前列腺素E_(2)介导的EP4受体通路通过抑制内质网应激减轻溃疡性结肠炎黏膜损伤的研究

PGE_(2)/EP4 signaling pathway attenuates mucosal damage in ulcerative colitis by inhibiting endoplasmic reticulum stress

背景前列腺素E_(2)介导的EP4受体通路(PGE_(2)/EP4信号通路)可以减轻溃疡性结肠炎(ulcerative colitis,UC)黏膜损伤,但其调节内质网应激的机制尚未完全明确。目的探索PGE_(2)/EP4信号通路调控内质网应激在溃疡性结肠炎黏膜损伤中的作用及其机制。方法首先将小鼠分为模型组和对照组,通过免疫组化和PCR技术检测EP4的表达水平,再将40只小鼠随机分为模型组(DSS)、前列腺素处理组(DSS+PGE_(2))、吲哚美辛处理组(DSS+吲哚美辛)和正常对照组(正常饮用水),前三组通过自由饮用5%DSS构建小鼠UC模型。观察和记录4组小鼠的疾病活动指数变化,通过免疫组化和Western blot评估经过PGE_(2)处理后小鼠结肠标本中EP4和GRP78(葡萄糖调节蛋白78)水平及其是否影响上皮细胞凋亡和增殖。通过siRNA转染HCT116细胞下调β-arrestin1的表达,再用PGE_(2)处理经过肿瘤坏死因子α诱导的细胞,通过Western blot检测GRP78表达水平。结果模型组小鼠模型上皮细胞的EP4水平下降(P<0.05)。四组实验中,PGE_(2)处理组小鼠上皮细胞凋亡指数和UC疾病活动指数下降(P<0.05),EP4表达水平、肠上皮细胞增殖水平升高(P<0.05)。
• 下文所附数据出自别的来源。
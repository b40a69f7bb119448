//! Trading module - execution adapter seam
//!
//! - `executor`: the `TradeExecutor` trait, retry policy and circuit breaker
//! - `in_flight`: one outstanding execution per address
//! - `simulation`: paper-trading executor for the CLI

pub mod executor;
pub mod in_flight;
pub mod simulation;
pub mod types;

pub use executor::{CircuitBreaker, CircuitState, RetryingExecutor, TradeExecutor};
pub use in_flight::{InFlightGuard, InFlightKind, InFlightRegistry};
pub use simulation::{SimulatedExecutor, SimulationConfig};
pub use types::{ExecutionReceipt, Side, TradeIntent};
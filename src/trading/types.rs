//! Trade intents and receipts exchanged with the execution adapter

use chrono::{DateTime, Utc};
use serde::{Deserialize, Serialize};
use uuid::Uuid;

use crate::strategy::types::Mode;

/// Trade direction
#[derive(Debug, Clone, Copy, PartialEq, Eq, Serialize, Deserialize)]
#[serde(rename_all = "lowercase")]
pub enum Side {
    Buy,
    Sell,
}

impl std::fmt::Display for Side {
    fn fmt(&self, f: &mut std::fmt::Formatter<'_>) -> std::fmt::Result {
        match self {
            Side::Buy => write!(f, "buy"),
            Side::Sell => write!(f, "sell"),
        }
    }
}

/// Request to buy or sell one token
#[derive(Debug, Clone, PartialEq, Serialize, Deserialize)]
pub struct TradeIntent {
    pub id: Uuid,
    pub address: String,
    pub side: Side,
    /// SOL committed for buys; cost basis of the sold portion for sells
    pub size_sol: f64,
    /// Fraction of the original position to sell (1.0 for buys)
    pub fraction: f64,
    pub reason: String,
    pub mode: Mode,
}

impl TradeIntent {
    pub fn buy(
        address: impl Into<String>,
        size_sol: f64,
        reason: impl Into<String>,
        mode: Mode,
    ) -> Self {
        Self {
            id: Uuid::new_v4(),
            address: address.into(),
            side: Side::Buy,
            size_sol,
            fraction: 1.0,
            reason: reason.into(),
            mode,
        }
    }

    pub fn sell(
        address: impl Into<String>,
        size_sol: f64,
        fraction: f64,
        reason: impl Into<String>,
        mode: Mode,
    ) -> Self {
        Self {
            id: Uuid::new_v4(),
            address: address.into(),
            side: Side::Sell,
            size_sol,
            fraction,
            reason: reason.into(),
            mode,
        }
    }
}

/// Confirmed fill
#[derive(Debug, Clone, PartialEq, Serialize, Deserialize)]
pub struct ExecutionReceipt {
    pub signature: String,
    /// Fill price in SOL per token
    pub price: f64,
    pub filled_at: DateTime<Utc>,
}
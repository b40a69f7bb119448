//! Weighted opportunity scoring
//!
//! Each component maps one raw attribute onto 0..=100 through a
//! piecewise-linear curve; the final score is the weighted sum of the
//! components. Scoring holds no state between calls, so identical input and
//! configuration always produce the same score.

use serde::{Deserialize, Serialize};

use crate::filter::admission::Admitted;
use crate::filter::types::ScoreResult;

/// Piecewise-linear mapping from a raw value to a 0..=100 sub-score.
///
/// Points are `(x, y)` pairs sorted by ascending `x`. Values left of the first
/// point take the first `y`, values right of the last point take the last `y`.
#[derive(Debug, Clone, PartialEq, Serialize, Deserialize)]
#[serde(transparent)]
pub struct Curve(pub Vec<(f64, f64)>);

impl Curve {
    pub fn new(points: Vec<(f64, f64)>) -> Self {
        Self(points)
    }

    /// Evaluate the curve at `x`
    pub fn eval(&self, x: f64) -> f64 {
        let points = &self.0;
        let (first, last) = match (points.first(), points.last()) {
            (Some(f), Some(l)) => (*f, *l),
            _ => return 0.0,
        };

        if x.is_nan() || x <= first.0 {
            return first.1;
        }
        if x >= last.0 {
            return last.1;
        }

        for pair in points.windows(2) {
            let (x0, y0) = pair[0];
            let (x1, y1) = pair[1];
            if x <= x1 {
                let t = (x - x0) / (x1 - x0);
                return y0 + t * (y1 - y0);
            }
        }

        last.1
    }

    fn validate(&self, name: &str) -> Result<(), String> {
        if self.0.is_empty() {
            return Err(format!("{} curve has no points", name));
        }
        for (x, y) in &self.0 {
            if !(0.0..=100.0).contains(y) || x.is_nan() {
                return Err(format!("{} curve point ({}, {}) out of range", name, x, y));
            }
        }
        if self.0.windows(2).any(|w| w[1].0 <= w[0].0) {
            return Err(format!("{} curve x values must be strictly ascending", name));
        }
        Ok(())
    }
}

/// Component weights; must sum to 1.0
#[derive(Debug, Clone, PartialEq, Serialize, Deserialize)]
#[serde(default)]
pub struct ScoringWeights {
    pub liquidity: f64,
    pub holders: f64,
    pub distribution: f64,
    pub volume: f64,
    pub freshness: f64,
}

impl Default for ScoringWeights {
    fn default() -> Self {
        Self {
            liquidity: 0.20,
            holders: 0.20,
            distribution: 0.25,
            volume: 0.15,
            freshness: 0.20,
        }
    }
}

impl ScoringWeights {
    pub fn sum(&self) -> f64 {
        self.liquidity + self.holders + self.distribution + self.volume + self.freshness
    }
}

/// Scoring configuration
#[derive(Debug, Clone, Serialize, Deserialize)]
pub struct ScoringConfig {
    #[serde(default)]
    pub weights: ScoringWeights,
    /// Liquidity in USD
    #[serde(default = "default_liquidity_curve")]
    pub liquidity_curve: Curve,
    /// Holder count
    #[serde(default = "default_holders_curve")]
    pub holders_curve: Curve,
    /// Top-10 holder share in percent (lower is better)
    #[serde(default = "default_distribution_curve")]
    pub distribution_curve: Curve,
    /// Volume / liquidity ratio
    #[serde(default = "default_volume_curve")]
    pub volume_curve: Curve,
    /// Age in seconds
    #[serde(default = "default_freshness_curve")]
    pub freshness_curve: Curve,
}

impl Default for ScoringConfig {
    fn default() -> Self {
        Self {
            weights: ScoringWeights::default(),
            liquidity_curve: default_liquidity_curve(),
            holders_curve: default_holders_curve(),
            distribution_curve: default_distribution_curve(),
            volume_curve: default_volume_curve(),
            freshness_curve: default_freshness_curve(),
        }
    }
}

impl ScoringConfig {
    pub fn validate(&self) -> Result<(), String> {
        let w = &self.weights;
        if [w.liquidity, w.holders, w.distribution, w.volume, w.freshness]
            .iter()
            .any(|v| *v < 0.0)
        {
            return Err("weights cannot be negative".into());
        }
        if (w.sum() - 1.0).abs() > 1e-6 {
            return Err(format!("weights must sum to 1.0, got {:.4}", w.sum()));
        }
        self.liquidity_curve.validate("liquidity")?;
        self.holders_curve.validate("holders")?;
        self.distribution_curve.validate("distribution")?;
        self.volume_curve.validate("volume")?;
        self.freshness_curve.validate("freshness")?;
        Ok(())
    }
}

fn default_liquidity_curve() -> Curve {
    // Sweet spot 20k-100k, fading toward the 500k ceiling
    Curve::new(vec![
        (0.0, 0.0),
        (5_000.0, 40.0),
        (10_000.0, 70.0),
        (20_000.0, 100.0),
        (100_000.0, 100.0),
        (200_000.0, 60.0),
        (500_000.0, 20.0),
    ])
}

fn default_holders_curve() -> Curve {
    Curve::new(vec![
        (0.0, 0.0),
        (50.0, 40.0),
        (100.0, 90.0),
        (1_000.0, 100.0),
        (2_000.0, 60.0),
        (5_000.0, 20.0),
    ])
}

fn default_distribution_curve() -> Curve {
    Curve::new(vec![
        (0.0, 100.0),
        (20.0, 100.0),
        (30.0, 70.0),
        (40.0, 40.0),
        (60.0, 0.0),
    ])
}

fn default_volume_curve() -> Curve {
    Curve::new(vec![(0.0, 0.0), (0.2, 50.0), (0.5, 100.0)])
}

fn default_freshness_curve() -> Curve {
    Curve::new(vec![
        (0.0, 60.0),
        (30.0, 100.0),
        (300.0, 100.0),
        (600.0, 50.0),
        (1_800.0, 0.0),
    ])
}

/// Per-component sub-scores, 0..=100 each
#[derive(Debug, Clone, Copy, PartialEq, Serialize)]
pub struct ScoreBreakdown {
    pub liquidity: f64,
    pub holders: f64,
    pub distribution: f64,
    pub volume: f64,
    pub freshness: f64,
}

/// Deterministic weighted scorer
pub struct Scorer {
    config: ScoringConfig,
}

impl Scorer {
    pub fn new(config: ScoringConfig) -> Self {
        Self { config }
    }

    /// Compute component sub-scores
    pub fn breakdown(&self, admitted: &Admitted) -> ScoreBreakdown {
        let c = admitted.candidate();
        ScoreBreakdown {
            liquidity: self.config.liquidity_curve.eval(c.liquidity_usd),
            holders: self.config.holders_curve.eval(c.holder_count as f64),
            distribution: self.config.distribution_curve.eval(c.top10_pct),
            volume: self.config.volume_curve.eval(c.volume_liquidity_ratio()),
            freshness: self.config.freshness_curve.eval(c.age_seconds as f64),
        }
    }

    /// Score an admitted candidate
    pub fn score(&self, admitted: &Admitted) -> ScoreResult {
        let b = self.breakdown(admitted);
        let w = &self.config.weights;

        let score = (b.liquidity * w.liquidity
            + b.holders * w.holders
            + b.distribution * w.distribution
            + b.volume * w.volume
            + b.freshness * w.freshness)
            .clamp(0.0, 100.0);

        ScoreResult {
            address: admitted.candidate().address.clone(),
            score,
            passed_gates: true,
            reasons: vec![
                format!("liquidity {:.1}", b.liquidity),
                format!("holders {:.1}", b.holders),
                format!("distribution {:.1}", b.distribution),
                format!("volume {:.1}", b.volume),
                format!("freshness {:.1}", b.freshness),
            ],
        }
    }
}

impl Default for Scorer {
    fn default() -> Self {
        Self::new(ScoringConfig::default())
    }
}
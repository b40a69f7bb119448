//! CLI command implementations

use anyhow::{Context, Result};
use chrono::Utc;
use std::path::Path;
use std::sync::Arc;
use tokio::io::{AsyncBufRead, BufReader};
use tokio_util::sync::CancellationToken;
use tracing::{info, warn};

use crate::config::Config;
use crate::filter::admission::AdmissionFilter;
use crate::filter::scoring::Scorer;
use crate::filter::types::Candidate;
use crate::pipeline::{Collaborators, Sniper};
use crate::position::manager::load_snapshot;
use crate::position::price_feed::PriceBook;
use crate::stream::feed::{CandidateFeed, JsonLinesFeed};
use crate::trading::simulation::{SimulatedExecutor, SimulationConfig};

/// Start the sniper over an NDJSON feed (`-` for stdin) with simulated
/// execution
pub async fn start(config: &Config, feed: &str) -> Result<()> {
    info!("Starting token sniper...");
    info!(
        "Mode: {} | auto-buy: {} | workers: {}",
        config.decision.mode, config.decision.auto_buy_enabled, config.dispatch.workers
    );
    warn!("Execution is SIMULATED: fills come from feed prices, no transactions are sent");

    let prices = PriceBook::new();
    let executor = Arc::new(SimulatedExecutor::new(
        Arc::new(prices.clone()),
        SimulationConfig::default(),
    ));
    let sniper = Sniper::new(
        config,
        Collaborators {
            executor,
            prices: Arc::new(prices.clone()),
            predictor: None,
            learning: None,
        },
    )
    .await
    .context("Failed to initialise sniper")?;

    // Alerts need a human; print them for manual follow-up
    let alerts = sniper.pipeline().alerts();
    tokio::spawn(async move {
        while let Ok(alert) = alerts.recv().await {
            println!(
                "ALERT {} score={:.1} size={:.3} SOL mode={}",
                alert.intent.address, alert.score, alert.intent.size_sol, alert.intent.mode
            );
        }
    });

    let shutdown = CancellationToken::new();
    {
        let shutdown = shutdown.clone();
        tokio::spawn(async move {
            match tokio::signal::ctrl_c().await {
                Ok(()) => {
                    info!("Received shutdown signal");
                    shutdown.cancel();
                }
                Err(e) => warn!("Cannot listen for Ctrl-C: {}", e),
            }
        });
    }

    if feed == "-" {
        let reader = BufReader::new(tokio::io::stdin());
        run_feed(sniper, JsonLinesFeed::new(reader, prices), shutdown).await
    } else {
        let file = tokio::fs::File::open(feed)
            .await
            .with_context(|| format!("Cannot open feed {}", feed))?;
        let reader = BufReader::new(file);
        run_feed(sniper, JsonLinesFeed::new(reader, prices), shutdown).await
    }
}

async fn run_feed<F: CandidateFeed>(
    sniper: Sniper,
    feed: F,
    shutdown: CancellationToken,
) -> Result<()> {
    sniper.run(feed, shutdown).await?;
    info!("Shutdown complete");
    Ok(())
}

/// Run admission and scoring over a feed file without trading
pub async fn score(config: &Config, feed: &str) -> Result<()> {
    let file = tokio::fs::File::open(feed)
        .await
        .with_context(|| format!("Cannot open feed {}", feed))?;
    let rows = score_feed(config, BufReader::new(file)).await?;

    println!("\n=== CANDIDATE SCORES ===\n");
    for row in &rows {
        println!("{}", row);
    }
    let passed = rows.iter().filter(|r| r.starts_with("PASS")).count();
    println!("\n{} candidates, {} passed admission", rows.len(), passed);
    Ok(())
}

async fn score_feed<R: AsyncBufRead + Unpin + Send>(
    config: &Config,
    reader: R,
) -> Result<Vec<String>> {
    let filter = AdmissionFilter::new(config.filters.clone());
    let scorer = Scorer::new(config.scoring.clone());
    let mut feed = JsonLinesFeed::new(reader, PriceBook::new());
    let mut rows = Vec::new();

    while let Some(update) = feed.next().await? {
        let now = Utc::now();
        let candidate = Candidate::from_update(update, now, now);
        let address = candidate.address.clone();
        let row = match filter.admit(candidate) {
            Ok(admitted) => {
                let result = scorer.score(&admitted);
                format!(
                    "PASS {:<44} {:>5.1}  {}",
                    address,
                    result.score,
                    result.reasons.join(", ")
                )
            }
            Err(reason) => format!("FAIL {:<44} {}", address, reason),
        };
        rows.push(row);
    }
    Ok(rows)
}

/// Show positions from the last saved snapshot
pub async fn status(config: &Config) -> Result<()> {
    let Some(path) = config.persistence.positions_path.as_deref() else {
        println!("Position persistence is disabled (persistence.positions_path not set).");
        return Ok(());
    };

    println!("\n=== SNIPER STATUS ===\n");
    if !Path::new(path).exists() {
        println!("No snapshot at {}", path);
        return Ok(());
    }

    let positions = load_snapshot(Path::new(path))
        .await
        .context("Failed to load positions")?;
    let entry_total: f64 = positions.iter().map(|p| p.entry_sol).sum();
    let realized_total: f64 = positions.iter().map(|p| p.realized_pnl_sol()).sum();

    println!("Positions: {}", positions.len());
    println!("Total Entry: {:.4} SOL", entry_total);
    println!("Realized P&L: {:.4} SOL", realized_total);

    println!("\n=== OPEN POSITIONS ===\n");
    if positions.is_empty() {
        println!("No open positions.");
        return Ok(());
    }

    let now = Utc::now();
    for p in &positions {
        println!(
            "{}  {}  entry {:.4} SOL @ {:.8}  remaining {:.0}%  last {:+.1}%  held {}s{}",
            p.address,
            p.status,
            p.entry_sol,
            p.entry_price,
            p.filled_fraction * 100.0,
            p.unrealized_pnl_pct(),
            p.hold_secs(now),
            match &p.pending_exit {
                Some(order) => format!("  (exit pending: {})", order.trigger),
                None => String::new(),
            }
        );
    }

    Ok(())
}

/// Show current configuration (paths masked)
pub fn show_config(config: &Config) -> Result<()> {
    println!("{}", config.masked_display());
    Ok(())
}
GRP78蛋白表达水平在模型组结肠黏膜中表达升高,给予PGE_(2)后水平下降(P<0.05)。细胞实验中Western blot结果显示进一步沉默β-arrestin1表达后,GRP78表达水平升高(P<0.05)。结论PGE_(2)/EP4信号通路可能通过抑制肠上皮细胞内质网应激减轻UC肠道炎症反应,起到抑制上皮细胞凋亡、促进其增殖的作用。

Background PGE_(2)/EP4 signaling pathway can alleviate mucosal damage in ulcerative colitis,but the mechanism of its regulation of endoplasmic reticulum stress is not fully understood.Objective To clarify the mechanism of PGE_(2)/EP4 signaling pathway in regulating ER stress in mucosal injury in ulcerative colitis(UC).Methods Firstly,divide the mice into a model group and a control group,and detect the expression level of EP4 through immunohistochemistry and PCR,by constructing mice UC model,the experimental mice were divided into acute UC group(DSS),PGE_(2)-treated group(DSS+PGE_(2)),indomethacin treatment group(DSS+indomethacin),and control group.The disease activity index of mice was observed and recorded.The colonic mucosal tissues were collected to detect the levels of EP4 and GRP78,epithelial cell apoptosis and proliferation after PGE_(2)treatment.The expression ofβ-arrestin1 was downregulated by siRNA in HCT116 cells,then the expression of GRP78 was detected by PGE_(2)treatment.Results EP4 levels decreased and GRP78 levels increased in the colon mucosa of acute UC mice(P<0.05).After PGE_(2)treatment,the colon mucosal epithelial cells showed apoptosis,and the UC disease activity index decreased significantly(P<0.05),while EP4 levels and the level of intestinal epithelial cell proliferation increased significantly(P<0.05).The protein level of GRP78 in UC colon mucosa of mice were increased,and it decreased significantly after PGE_(2)administration.After knocking down the expression ofβ-arrestin1by siRNA in HCT116 cells,the expression level of GRP78 was significantly up-regulated(P<0.05).Conclusion PGE_(2)/EP4 signaling pathway attenuates mucosal injury by inhibiting endoplasmic reticulum stress signaling in colitis,which inhibits epithelial cell apoptosis and promotes its proliferation.